# Deck and Pergola



## Dinggus (Jul 22, 2010)

Looks really nice!


----------



## CoconutPete (Jan 22, 2010)

Nice work!


----------



## btyking (Jun 17, 2011)

That is a beautiful deck man, I'm very impressed. Hope your family can enjoy it for a long time!


----------



## getzjd (Jun 25, 2009)

Thank you! If it wasn't for those on this forum and a few others, I would have never been able to do it and do it right.


----------



## Dinggus (Jul 22, 2010)

Did you use real wood or composite wood? Wife and I are debating which we should go for.


----------



## getzjd (Jun 25, 2009)

Dinggus said:


> Did you use real wood or composite wood? Wife and I are debating which we should go for.


As I mentioned, I used Trex. I figured that having full sun all day and no trees, I would be mostly immune to some of the mold/mildew that was reported with Trex. I was wrong. Not that it looks bad, but just not as good as expected. If I had to do it over again, I would likely use Ipe. Depending on where you live, it may be about the same price or slightly cheaper than composites. My advice, go to google, type in Ipe Deck, look at pictures and read about the wood. Do the same for composites and make your decision.


----------



## Dinggus (Jul 22, 2010)

Thanks, sorry didn't know what Trex decking was. I live in NC, so I'll do some research on what to use. Trex decking looks amazing so far.


----------



## getzjd (Jun 25, 2009)

Dinggus said:


> Thanks, sorry didn't know what Trex decking was. I live in NC, so I'll do some research on what to use. Trex decking looks amazing so far.


 
I agree, some of it does look good, however, keep in mind that it will fade from the original color as it was installed. The good news is that companies are starting to make stain for Trex. I believe Behr created teh Trex colors such as saddle, etc.

The more Ipe decks I see, the more I wish I would have gone that route. Eh well, unless I win the lottery, the Trex will stay.

Regardless, reasearch and read. Even different types of Trex have different results.


----------



## Dinggus (Jul 22, 2010)

Oh, wife had the impression it doesn't fade. I'm looking at the difference it would cost in pressure treated wood, and composite.
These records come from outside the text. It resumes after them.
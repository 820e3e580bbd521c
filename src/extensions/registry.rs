// Extension Registry
//
// Tracks the extensions loaded from disk, keyed by the directory each one was
// loaded from. Observers hear about every addition and removal.

use super::extension::{BrowserExtension, ContentScriptLoadingError, ExtensionId, FsResourceLoader};
use crate::logging::ExtensionLogger;
use std::cell::RefCell;
use std::path::{Path, PathBuf};
use std::rc::Rc;
use thiserror::Error;

#[derive(Debug, Error)]
pub enum RegistryError {
    #[error("an extension is already loaded from {}", .0.display())]
    AlreadyExists(PathBuf),
    #[error("no extension is loaded from {}", .0.display())]
    NotFound(PathBuf),
    #[error(transparent)]
    ContentScripts(#[from] ContentScriptLoadingError),
    #[error(transparent)]
    Load(#[from] anyhow::Error),
}

#[derive(Debug, Clone, Copy, PartialEq, Eq)]
pub enum RegistryChange {
    Added(ExtensionId),
    Removed(ExtensionId),
}

type Observer = Rc<dyn Fn(&RegistryChange)>;

pub struct ExtensionRegistry {
    logger: Rc<ExtensionLogger>,
    entries: RefCell<Vec<(PathBuf, Rc<BrowserExtension>)>>,
    observers: RefCell<Vec<Observer>>,
}

impl ExtensionRegistry {
    pub fn new(logger: Rc<ExtensionLogger>) -> Self {
        Self {
            logger,
            entries: RefCell::new(Vec::new()),
            observers: RefCell::new(Vec::new()),
        }
    }

    /// Load the extension in `path` and start tracking it.
    ///
    /// The manifest must validate and every content script it names must be
    /// readable; otherwise nothing is added.
    pub fn add(&self, path: &Path) -> Result<Rc<BrowserExtension>, RegistryError> {
        if self.contains(path) {
            return Err(RegistryError::AlreadyExists(path.to_path_buf()));
        }

        let extension = self
            .logger
            .in_context(&format!("Load extension from {}", path.display()), || {
                let extension = BrowserExtension::load_from_directory(path, &self.logger)?;
                let scripts = extension.load_content_scripts(&FsResourceLoader)?;
                self.logger
                    .debug(format!("Loaded {} content script declaration(s)", scripts.len()));
                Ok::<_, RegistryError>(Rc::new(extension))
            })?;

        self.entries
            .borrow_mut()
            .push((path.to_path_buf(), extension.clone()));
        self.logger.info(format!(
            "Added extension {} ({}) from {}",
            extension.manifest().name().unwrap_or("unnamed"),
            extension.id(),
            path.display()
        ));
        self.notify(RegistryChange::Added(extension.id()));
        Ok(extension)
    }

    /// Stop tracking the extension loaded from `path`
    pub fn remove(&self, path: &Path) -> Result<Rc<BrowserExtension>, RegistryError> {
        let extension = {
            let mut entries = self.entries.borrow_mut();
            let index = entries
                .iter()
                .position(|(p, _)| p == path)
                .ok_or_else(|| RegistryError::NotFound(path.to_path_buf()))?;
            entries.remove(index).1
        };

        self.logger
            .info(format!("Removed extension {} from {}", extension.id(), path.display()));
        self.notify(RegistryChange::Removed(extension.id()));
        Ok(extension)
    }

    /// Loaded extensions in the order they were added
    pub fn extensions(&self) -> Vec<Rc<BrowserExtension>> {
        self.entries.borrow().iter().map(|(_, e)| e.clone()).collect()
    }

    pub fn get(&self, id: ExtensionId) -> Option<Rc<BrowserExtension>> {
        self.entries
            .borrow()
            .iter()
            .find(|(_, e)| e.id() == id)
            .map(|(_, e)| e.clone())
    }

    pub fn contains(&self, path: &Path) -> bool {
        self.entries.borrow().iter().any(|(p, _)| p == path)
    }

    pub fn len(&self) -> usize {
        self.entries.borrow().len()
    }

    pub fn is_empty(&self) -> bool {
        self.entries.borrow().is_empty()
    }

    pub fn observe(&self, observer: impl Fn(&RegistryChange) + 'static) {
        self.observers.borrow_mut().push(Rc::new(observer));
    }

    fn notify(&self, change: RegistryChange) {
        let observers: Vec<Observer> = self.observers.borrow().clone();
        for observer in observers {
            observer(&change);
        }
    }
}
I sure would like to go the real wood route, cheaper.


----------



## getzjd (Jun 25, 2009)

Dinggus said:


> Oh, wife had the impression it doesn't fade. I'm looking at the difference it would cost in pressure treated wood, and composite. I sure would like to go the real wood route, cheaper.
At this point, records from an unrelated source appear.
const SETTLE_OK: &str = "ok";
const SETTLE_UNSERIALIZABLE: &str = "unserializable";

const CONSOLE_SHIM: &str = r#"
globalThis.window = globalThis;
globalThis.__ext_describe = function (error) {
  try {
    return String(error && error.message !== undefined ? error.message : error);
  } catch (e) {
    return "uncaught exception";
  }
};
globalThis.console = (function () {
  function format(args) {
    return Array.prototype.map.call(args, function (a) {
      if (typeof a === "string") {
        return a;
      }
      try {
        return JSON.stringify(a);
      } catch (e) {
        return String(a);
      }
    }).join(" ");
  }
  return {
    log: function () { __ext_console("info", format(arguments)); },
    info: function () { __ext_console("info", format(arguments)); },
    debug: function () { __ext_console("debug", format(arguments)); },
    warn: function () { __ext_console("warn", format(arguments)); },
    error: function () { __ext_console("error", format(arguments)); }
  };
})();
"#;

type NavigationOutcome = std::result::Result<(), NavigationError>;

/// Headless render surface backed by QuickJS
pub struct QuickJsSurface {
    id: SurfaceId,
    config: ShimConfig,
    logger: Rc<ExtensionLogger>,
    // Contexts must drop before the runtime that owns them
    worlds: RefCell<HashMap<ContentWorld, Context>>,
    user_scripts: RefCell<Vec<InjectableScript>>,
    handlers: RefCell<HashMap<(String, ContentWorld), Rc<dyn MessageHandler>>>,
    delegate: RefCell<Option<Weak<dyn NavigationDelegate>>>,
    outbox: Rc<RefCell<VecDeque<ScriptMessage>>>,
    navigation_events: RefCell<VecDeque<(NavigationToken, NavigationOutcome)>>,
    location: RefCell<Option<Url>>,
    calls: Rc<ContinuationAdapter<CallToken, Value, ScriptError>>,
    next_navigation: Cell<u64>,
    next_call: Cell<u64>,
    closed: Cell<bool>,
    runtime: Runtime,
}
PT wood is definitely cheaper, but it will need cleaning and refinishing every few years. If you have small children, keep in mind that regular PT wood will splinter while ipe is splinter resistant. 

Post some pictures of your project as you work on it. I am sure I speak for most on here in saying that we like to see the work others are doing.


----------



## scotzilla (Mar 1, 2011)

awesome- that looks like a big project


----------



## DIY_Diva (Mar 29, 2011)

Wow! That's incredible. Really beautiful work.


----------



## hyunelan2 (Aug 14, 2007)

Dinggus said:


> Oh, wife had the impression it doesn't fade. I'm looking at the difference it would cost in pressure treated wood, and composite. I sure would like to go the real wood route, cheaper.


Calculate in the money -and especially time- it will take to clean, sand, and stain the deck as needed. If it's a huge deck, you could lose a few weekends every summer just trying to keep up with the weathering. What some people do to cut composite costs is build a wood deck, and only use composite on the decking (floor), as the horizontal surfaces are the ones that fade the fastest.


----------



## Dinggus (Jul 22, 2010)

hyunelan2 said:


> Calculate in the money -and especially time- it will take to clean, sand, and stain the deck as needed. If it's a huge deck, you could lose a few weekends every summer just trying to keep up with the weathering. What some people do to cut composite costs is build a wood deck, and only use composite on the decking (floor), as the horizontal surfaces are the ones that fade the fastest.


That's a good idea as well. Wife and I were looking at Ipe, which was recommended to us, and we like that it turns a nice silver color if you don't stain the deck.










And it seems to only be $2 more than pressure treated wood.


----------



## no1hustler (Aug 11, 2010)

I thought long and hard about using composite for our deck that I just finished this spring. I decided to go with cedar instead. I just couldn't justify the cost difference. I don't plan on being at this house for ever so I didn't need something that would last forever. I don't like pressure treated at all so I was glad to see that cedar was only a little more more. Ipe would have been great but the cost was the same for composite in my neck of the woods. The only downside to the cedar, in my opinion, is that it is softer than PT so you can get scratches but I don't mind it at all. I think it actually looks good and gives it a distressed look.


----------



## WirelessG (Mar 22, 2009)

nice work


----------



## jules4 (Jul 7, 2010)

Fantastic job on the deck!

I also second the idea of not staining wood - I love the silver colour of naturally weathered wood (and it certainly looks a million times better than worn wood stain, which looks like a$$).


----------